Now that vaccines are rolling out at a steady pace, the idea of travelling again doesn’t seem like a distant dream. There are whispers of vaccine passports becoming available, and numerous countries have announced they’ll be opening borders to tourists soon. While the future seems hopeful, the road ahead is still a little bumpy.
Let’s get into it.
What is a vaccine passport; is it a separate passport from what I already have?
It will either be a mobile app or a paper certification – and hopefully, left to the holder to decide which is more convenient for them. Last month, Thailand introduced an international vaccine certificate that passport holders can obtain upon receiving two doses of the vaccine, and the EU recently launched a Digital COVID Certificate that provides a QR code to prove the holder has been vaccinated, has tested negative for COVID-19, or recovered from the virus.
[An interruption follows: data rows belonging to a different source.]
//! Parameter structures for the blob field.
//!
//! All tunables ship with defaults matching the original card design; a
//! JSON file under `data/parameters/` can override them.

use serde::{Deserialize, Serialize};
use std::path::Path;

/// Top-level parameters container
#[derive(Debug, Clone, Serialize, Deserialize)]
pub struct Parameters {
    /// Blob field tunables
    pub field: FieldParameters,
}

impl Parameters {
    /// Load parameters from JSON files, or use defaults if files don't exist
    pub fn load_or_default() -> Self {
        let field = FieldParameters::load_or_default("data/parameters/field.json");
        Self { field }
    }

    /// Load parameters from specific directory
    pub fn load_from_dir<P: AsRef<Path>>(dir: P) -> Self {
        let field = FieldParameters::load_or_default(dir.as_ref().join("field.json"));
        Self { field }
    }
}

impl Default for Parameters {
    fn default() -> Self {
        Self {
            field: FieldParameters::default(),
        }
    }
}

/// Blob field tunables
///
/// Sizes and positions are in physical pixels, velocities in pixels per
/// frame. Hue is in degrees; saturation, brightness and alpha in [0, 1].
#[derive(Debug, Clone, Serialize, Deserialize)]
pub struct FieldParameters {
    /// Number of blobs spawned at field creation
    pub blob_count: usize,

    /// Minimum blob diameter (px)
    pub size_min: f32,
    /// Maximum blob diameter (px)
    pub size_max: f32,

    /// Magnitude bound for initial velocity components (px/frame).
    /// Components are drawn uniformly from [-speed_limit, speed_limit].
    pub speed_limit: f32,

    /// Minimum hue (degrees); the default range stays in the blues
    pub hue_min: f32,
    /// Maximum hue (degrees)
    pub hue_max: f32,
    /// Fixed saturation shared by every blob
    pub saturation: f32,
    /// Fixed brightness shared by every blob
    pub brightness: f32,
    /// Fill translucency shared by every blob
    pub blob_alpha: f32,

    /// Alpha of the per-frame background fill; low values leave long trails
    pub trail_fade_alpha: f32,

    /// Fraction of the blob-to-pointer vector added to velocity per frame
    pub pointer_attraction: f32,

    /// Peak per-axis position offset from the noise field (px/frame)
    pub jitter_amplitude: f32,
    /// Spatial frequency of the noise lattice (per px)
    pub noise_scale: f32,
    /// Temporal frequency of the noise lattice (per frame)
    pub noise_time_scale: f32,
}

impl FieldParameters {
    /// Load from JSON file or return defaults
    pub fn load_or_default<P: AsRef<Path>>(path: P) -> Self {
        match std::fs::read_to_string(path.as_ref()) {
            Ok(contents) => match serde_json::from_str(&contents) {
                Ok(params) => {
                    log::info!("Loaded field parameters from {:?}", path.as_ref());
                    params
                }
                Err(e) => {
                    log::warn!("Failed to parse field parameters: {}, using defaults", e);
                    Self::default()
                }
            },
            Err(_) => {
                log::info!("Field parameters file not found, using defaults");
                Self::default()
            }
        }
    }
}

impl Default for FieldParameters {
    fn default() -> Self {
        Self {
            blob_count: 5,

            size_min: 200.0,
            size_max: 400.0,

            speed_limit: 0.3,

            hue_min: 180.0,
            hue_max: 240.0,
            saturation: 0.75,
            brightness: 0.9,
            blob_alpha: 0.25,

            trail_fade_alpha: 0.08,

            pointer_attraction: 0.0005,

            jitter_amplitude: 1.0,
            noise_scale: 0.004,
            noise_time_scale: 0.01,
        }
    }
}
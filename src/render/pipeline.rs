//! WebGPU rendering pipeline for the card backdrop.
//!
//! The blob trail needs last frame's pixels, which swapchain textures do
//! not guarantee, so the backdrop is composited in a persistent offscreen
//! texture: a low-alpha fade quad over the previous contents, then the
//! instanced blob circles, then a blit to the surface. The egui overlay is
//! painted on top of the blitted surface.

use std::sync::Arc;

use anyhow::Result;
use bytemuck::{Pod, Zeroable};
use wgpu::util::DeviceExt;
use winit::{dpi::PhysicalSize, window::Window};

use super::hud::HudOverlay;
use crate::config::{FieldParameters, ProfileRecord};
use crate::sim::BlobField;
use crate::state::FrameMetrics;

/// Backdrop base color (linear-ish dark navy, matches the card theme)
const BACKGROUND: [f32; 3] = [0.010, 0.014, 0.040];

/// Offscreen trail format; fixed so captures are always RGBA
const TRAIL_FORMAT: wgpu::TextureFormat = wgpu::TextureFormat::Rgba8UnormSrgb;

/// Per-blob instance data
#[repr(C)]
#[derive(Debug, Clone, Copy, Pod, Zeroable)]
struct BlobInstance {
    center: [f32; 2],
    radius: f32,
    _pad: f32,
    color: [f32; 4],
}

/// Viewport uniform for the blob vertex shader
#[repr(C)]
#[derive(Debug, Clone, Copy, Pod, Zeroable)]
struct ViewUniform {
    viewport: [f32; 2],
    _pad: [f32; 2],
}

/// Fade-quad uniform: background color with the trail alpha
#[repr(C)]
#[derive(Debug, Clone, Copy, Pod, Zeroable)]
struct FadeUniform {
    color: [f32; 4],
}

/// Main render state managing all GPU resources
pub struct RenderState {
    #[allow(dead_code)]
    window: Arc<Window>,
    surface: wgpu::Surface<'static>,
    device: wgpu::Device,
    queue: wgpu::Queue,
    config: wgpu::SurfaceConfiguration,
    pub size: PhysicalSize<u32>,

    // Pipelines
    fade_pipeline: wgpu::RenderPipeline,
    blob_pipeline: wgpu::RenderPipeline,
    blit_pipeline: wgpu::RenderPipeline,

    // Buffers
    instance_buffer: wgpu::Buffer,
    instance_count: u32,
    view_buffer: wgpu::Buffer,
    #[allow(dead_code)]
    fade_buffer: wgpu::Buffer,

    // Bind groups
    view_bind_group: wgpu::BindGroup,
    fade_bind_group: wgpu::BindGroup,
    blit_bind_group: wgpu::BindGroup,
    blit_layout: wgpu::BindGroupLayout,
    trail_sampler: wgpu::Sampler,

    // Persistent trail target
    trail_texture: wgpu::Texture,
    trail_view: wgpu::TextureView,
    trail_needs_clear: bool,
}
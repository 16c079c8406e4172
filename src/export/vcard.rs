//! vCard 3.0 (`text/vcard`) serialization of the profile record.
//!
//! The payload is rebuilt from the profile on every export; nothing is
//! cached. Empty fields serialize as empty values rather than erroring.

use std::path::{Path, PathBuf};

use anyhow::Result;

use crate::config::ProfileRecord;

/// Render the profile as a vCard 3.0 text payload.
///
/// Field order is fixed: BEGIN, VERSION, FN, N, ORG, TITLE, EMAIL, TEL,
/// ADR, END. Lines are CRLF-terminated per the format.
pub fn render_vcard(profile: &ProfileRecord) -> String {
    let (given, family) = profile.name_parts();

    let mut lines = String::new();
    let mut push = |line: String| {
        lines.push_str(&line);
        lines.push_str("\r\n");
    };

    push("BEGIN:VCARD".to_string());
    push("VERSION:3.0".to_string());
    push(format!("FN:{}", profile.person_name));
    push(format!("N:{};{};;;", family, given));
    push(format!("ORG:{}", profile.company_name));
    push(format!("TITLE:{}", profile.title));
    push(format!("EMAIL;TYPE=INTERNET:{}", profile.contacts.email.text));
    push(format!("TEL;TYPE=CELL,VOICE:{}", profile.contacts.phone.text));
    push(format!("ADR;TYPE=WORK:;;{};;;;", profile.contacts.address.text));
    push("END:VCARD".to_string());

    lines
}

/// File name for the exported card: spaces become underscores, `.vcf`
/// extension
pub fn vcard_file_name(person_name: &str) -> String {
    format!("{}.vcf", person_name.replace(' ', "_"))
}

/// Export the profile's vCard into the `exports/` directory.
///
/// Creates the directory if it doesn't exist. Returns the path to the
/// saved file.
pub fn save_vcard(profile: &ProfileRecord) -> Result<PathBuf> {
    save_vcard_to(profile, "exports")
}

/// Export the profile's vCard into a specific directory
pub fn save_vcard_to<P: AsRef<Path>>(profile: &ProfileRecord, dir: P) -> Result<PathBuf> {
    let dir = dir.as_ref();
    std::fs::create_dir_all(dir)?;

    let path = dir.join(vcard_file_name(&profile.person_name));
    std::fs::write(&path, render_vcard(profile))?;

    log::info!("Contact card exported: {}", path.display());
    Ok(path)
}

#[cfg(test)]
mod tests {
    use super::*;

    #[test]
    fn test_framing() {
        let vcard = render_vcard(&ProfileRecord::default());
        let lines: Vec<&str> = vcard.lines().collect();
        assert_eq!(lines.first(), Some(&"BEGIN:VCARD"));
        assert_eq!(lines.get(1), Some(&"VERSION:3.0"));
        assert_eq!(lines.last(), Some(&"END:VCARD"));
        assert_eq!(lines.len(), 10);
    }

    #[test]
    fn test_crlf_line_endings() {
        let vcard = render_vcard(&ProfileRecord::default());
        assert!(vcard.ends_with("END:VCARD\r\n"));
        assert_eq!(vcard.matches("\r\n").count(), 10);
    }

    #[test]
    fn test_file_name() {
        assert_eq!(vcard_file_name("VIKAS AGARWAL"), "VIKAS_AGARWAL.vcf");
        assert_eq!(vcard_file_name("Prince"), "Prince.vcf");
    }
}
What kind of information will it need?
It’ll have the basics such as name, date of birth, and information on the vaccine that the holder received.
Does Malaysia have a vaccine passport yet?
No. However, Japan just launched an app based on the EU’s, and is scheduled to meet with ASEAN leaders (Malaysia included) to discuss the feasibility of creating a common vaccine passport.
Will I still have to undergo quarantine if I travel to another country?
According to an EU spokesperson, holders of the EU Digital COVID Certificate should be exempted from travel restrictions such as quarantine requirements.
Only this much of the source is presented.